(Data section)
Start of Block

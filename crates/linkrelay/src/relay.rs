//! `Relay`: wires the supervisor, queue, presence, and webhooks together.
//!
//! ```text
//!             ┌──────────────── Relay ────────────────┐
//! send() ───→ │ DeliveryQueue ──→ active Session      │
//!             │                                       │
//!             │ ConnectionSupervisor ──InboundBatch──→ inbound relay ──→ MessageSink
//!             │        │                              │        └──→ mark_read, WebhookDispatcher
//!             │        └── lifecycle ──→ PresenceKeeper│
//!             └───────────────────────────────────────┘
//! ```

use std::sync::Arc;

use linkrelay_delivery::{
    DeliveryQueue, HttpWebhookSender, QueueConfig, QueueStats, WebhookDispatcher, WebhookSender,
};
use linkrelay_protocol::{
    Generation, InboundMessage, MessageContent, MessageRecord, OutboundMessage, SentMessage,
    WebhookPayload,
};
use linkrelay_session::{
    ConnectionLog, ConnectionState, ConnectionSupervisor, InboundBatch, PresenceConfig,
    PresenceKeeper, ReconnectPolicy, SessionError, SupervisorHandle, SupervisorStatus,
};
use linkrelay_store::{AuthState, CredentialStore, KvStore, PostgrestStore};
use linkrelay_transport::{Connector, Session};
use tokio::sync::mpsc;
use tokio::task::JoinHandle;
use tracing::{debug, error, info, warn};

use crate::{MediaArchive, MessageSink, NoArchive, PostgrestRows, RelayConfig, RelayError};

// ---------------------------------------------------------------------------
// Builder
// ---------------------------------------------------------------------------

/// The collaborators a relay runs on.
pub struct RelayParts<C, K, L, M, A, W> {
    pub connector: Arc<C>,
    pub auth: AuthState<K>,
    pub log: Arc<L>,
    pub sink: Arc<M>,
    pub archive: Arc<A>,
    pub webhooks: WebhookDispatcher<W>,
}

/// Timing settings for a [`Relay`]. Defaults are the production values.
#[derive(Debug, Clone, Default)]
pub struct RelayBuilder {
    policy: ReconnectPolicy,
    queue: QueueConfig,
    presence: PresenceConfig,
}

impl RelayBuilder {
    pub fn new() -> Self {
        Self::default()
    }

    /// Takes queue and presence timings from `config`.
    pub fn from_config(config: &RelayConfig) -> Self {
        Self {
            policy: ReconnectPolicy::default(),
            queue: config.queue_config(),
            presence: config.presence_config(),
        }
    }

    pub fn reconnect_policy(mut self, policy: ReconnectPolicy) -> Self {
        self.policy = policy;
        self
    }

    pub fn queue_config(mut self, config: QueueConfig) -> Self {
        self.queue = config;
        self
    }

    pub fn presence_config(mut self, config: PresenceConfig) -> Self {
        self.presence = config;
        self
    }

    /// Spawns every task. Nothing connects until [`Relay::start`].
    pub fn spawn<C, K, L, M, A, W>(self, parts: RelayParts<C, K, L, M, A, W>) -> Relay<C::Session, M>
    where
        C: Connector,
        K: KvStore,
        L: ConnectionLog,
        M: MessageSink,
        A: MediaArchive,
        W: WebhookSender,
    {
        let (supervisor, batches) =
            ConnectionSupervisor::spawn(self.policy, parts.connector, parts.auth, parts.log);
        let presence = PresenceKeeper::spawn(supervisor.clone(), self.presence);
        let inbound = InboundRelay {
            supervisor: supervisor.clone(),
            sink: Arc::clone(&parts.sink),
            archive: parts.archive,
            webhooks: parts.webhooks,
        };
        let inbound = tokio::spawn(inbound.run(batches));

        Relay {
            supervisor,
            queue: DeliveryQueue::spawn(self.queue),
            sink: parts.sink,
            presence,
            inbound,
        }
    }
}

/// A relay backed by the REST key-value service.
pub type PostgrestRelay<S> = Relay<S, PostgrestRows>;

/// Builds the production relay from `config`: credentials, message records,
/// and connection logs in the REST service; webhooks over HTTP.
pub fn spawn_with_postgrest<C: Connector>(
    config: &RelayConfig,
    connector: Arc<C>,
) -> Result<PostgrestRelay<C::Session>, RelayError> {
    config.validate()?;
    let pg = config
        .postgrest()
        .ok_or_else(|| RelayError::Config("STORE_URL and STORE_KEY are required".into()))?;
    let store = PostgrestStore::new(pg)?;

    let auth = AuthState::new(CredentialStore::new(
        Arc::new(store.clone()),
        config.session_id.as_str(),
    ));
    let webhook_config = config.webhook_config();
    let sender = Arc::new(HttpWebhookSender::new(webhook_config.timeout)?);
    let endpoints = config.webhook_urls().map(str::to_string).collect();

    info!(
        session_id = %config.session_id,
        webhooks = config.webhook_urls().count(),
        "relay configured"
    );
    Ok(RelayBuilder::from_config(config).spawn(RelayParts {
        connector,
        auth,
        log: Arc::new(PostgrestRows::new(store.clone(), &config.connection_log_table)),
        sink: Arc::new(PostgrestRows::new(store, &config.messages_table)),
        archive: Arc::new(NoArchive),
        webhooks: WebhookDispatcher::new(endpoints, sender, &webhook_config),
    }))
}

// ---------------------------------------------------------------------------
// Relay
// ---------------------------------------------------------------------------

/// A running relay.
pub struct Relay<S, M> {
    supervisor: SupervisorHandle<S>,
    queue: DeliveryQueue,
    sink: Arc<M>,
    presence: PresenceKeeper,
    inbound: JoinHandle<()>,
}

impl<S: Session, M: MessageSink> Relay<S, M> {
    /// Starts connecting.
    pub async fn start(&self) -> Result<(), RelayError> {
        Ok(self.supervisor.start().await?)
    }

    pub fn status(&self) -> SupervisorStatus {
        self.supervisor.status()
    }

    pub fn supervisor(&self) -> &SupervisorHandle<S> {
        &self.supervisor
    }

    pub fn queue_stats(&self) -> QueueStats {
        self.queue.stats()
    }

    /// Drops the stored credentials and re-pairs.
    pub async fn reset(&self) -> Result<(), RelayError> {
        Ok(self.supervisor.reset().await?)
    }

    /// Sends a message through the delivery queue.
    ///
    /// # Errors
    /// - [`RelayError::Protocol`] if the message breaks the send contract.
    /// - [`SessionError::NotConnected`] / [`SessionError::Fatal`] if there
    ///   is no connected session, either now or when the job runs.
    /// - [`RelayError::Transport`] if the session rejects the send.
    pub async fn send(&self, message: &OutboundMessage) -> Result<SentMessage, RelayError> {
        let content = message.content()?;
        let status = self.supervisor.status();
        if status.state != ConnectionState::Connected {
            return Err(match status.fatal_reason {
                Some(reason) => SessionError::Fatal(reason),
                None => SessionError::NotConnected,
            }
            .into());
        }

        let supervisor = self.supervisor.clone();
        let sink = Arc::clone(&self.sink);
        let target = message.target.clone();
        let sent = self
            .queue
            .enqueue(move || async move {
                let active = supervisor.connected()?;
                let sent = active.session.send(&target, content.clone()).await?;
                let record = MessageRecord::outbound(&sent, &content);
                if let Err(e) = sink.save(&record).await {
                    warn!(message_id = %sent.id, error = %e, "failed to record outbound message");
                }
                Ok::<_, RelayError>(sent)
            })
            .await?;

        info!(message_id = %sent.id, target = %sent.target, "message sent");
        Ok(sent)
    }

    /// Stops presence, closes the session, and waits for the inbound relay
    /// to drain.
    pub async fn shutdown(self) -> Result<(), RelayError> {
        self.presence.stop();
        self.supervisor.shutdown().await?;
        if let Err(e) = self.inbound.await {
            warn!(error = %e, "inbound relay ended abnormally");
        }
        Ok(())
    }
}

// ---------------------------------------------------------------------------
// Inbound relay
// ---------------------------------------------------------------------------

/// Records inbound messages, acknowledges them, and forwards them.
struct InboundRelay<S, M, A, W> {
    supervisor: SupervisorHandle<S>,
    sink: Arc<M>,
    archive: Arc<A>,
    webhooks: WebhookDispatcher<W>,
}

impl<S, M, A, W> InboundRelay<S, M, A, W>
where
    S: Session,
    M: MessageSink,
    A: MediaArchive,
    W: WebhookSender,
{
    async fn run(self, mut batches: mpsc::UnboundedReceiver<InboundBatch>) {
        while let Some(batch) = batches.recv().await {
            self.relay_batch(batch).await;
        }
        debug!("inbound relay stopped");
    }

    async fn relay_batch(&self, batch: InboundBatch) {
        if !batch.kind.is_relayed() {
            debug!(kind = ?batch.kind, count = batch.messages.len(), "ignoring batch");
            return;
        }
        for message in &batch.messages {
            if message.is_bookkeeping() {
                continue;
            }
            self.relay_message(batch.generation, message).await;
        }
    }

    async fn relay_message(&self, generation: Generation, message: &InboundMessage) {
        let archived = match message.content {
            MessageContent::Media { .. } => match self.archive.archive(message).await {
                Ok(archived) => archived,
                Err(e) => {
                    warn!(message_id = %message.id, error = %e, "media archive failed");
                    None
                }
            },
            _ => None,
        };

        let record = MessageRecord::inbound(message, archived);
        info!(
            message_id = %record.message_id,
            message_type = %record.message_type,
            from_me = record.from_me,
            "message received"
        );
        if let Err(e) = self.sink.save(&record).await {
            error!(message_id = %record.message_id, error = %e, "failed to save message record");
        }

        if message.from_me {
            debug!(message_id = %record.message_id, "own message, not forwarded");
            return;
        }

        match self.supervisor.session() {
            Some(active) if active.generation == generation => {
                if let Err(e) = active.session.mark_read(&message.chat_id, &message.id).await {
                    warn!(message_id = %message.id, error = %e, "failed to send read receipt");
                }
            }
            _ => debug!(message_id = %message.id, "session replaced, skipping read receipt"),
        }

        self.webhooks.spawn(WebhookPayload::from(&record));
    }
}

End of Block

(Problem statement) Which of the lines in the material carry the string "SupervisorStatus"? Pull them out.

(Expected output)
    PresenceKeeper, ReconnectPolicy, SessionError, SupervisorHandle, SupervisorStatus,
    pub fn status(&self) -> SupervisorStatus {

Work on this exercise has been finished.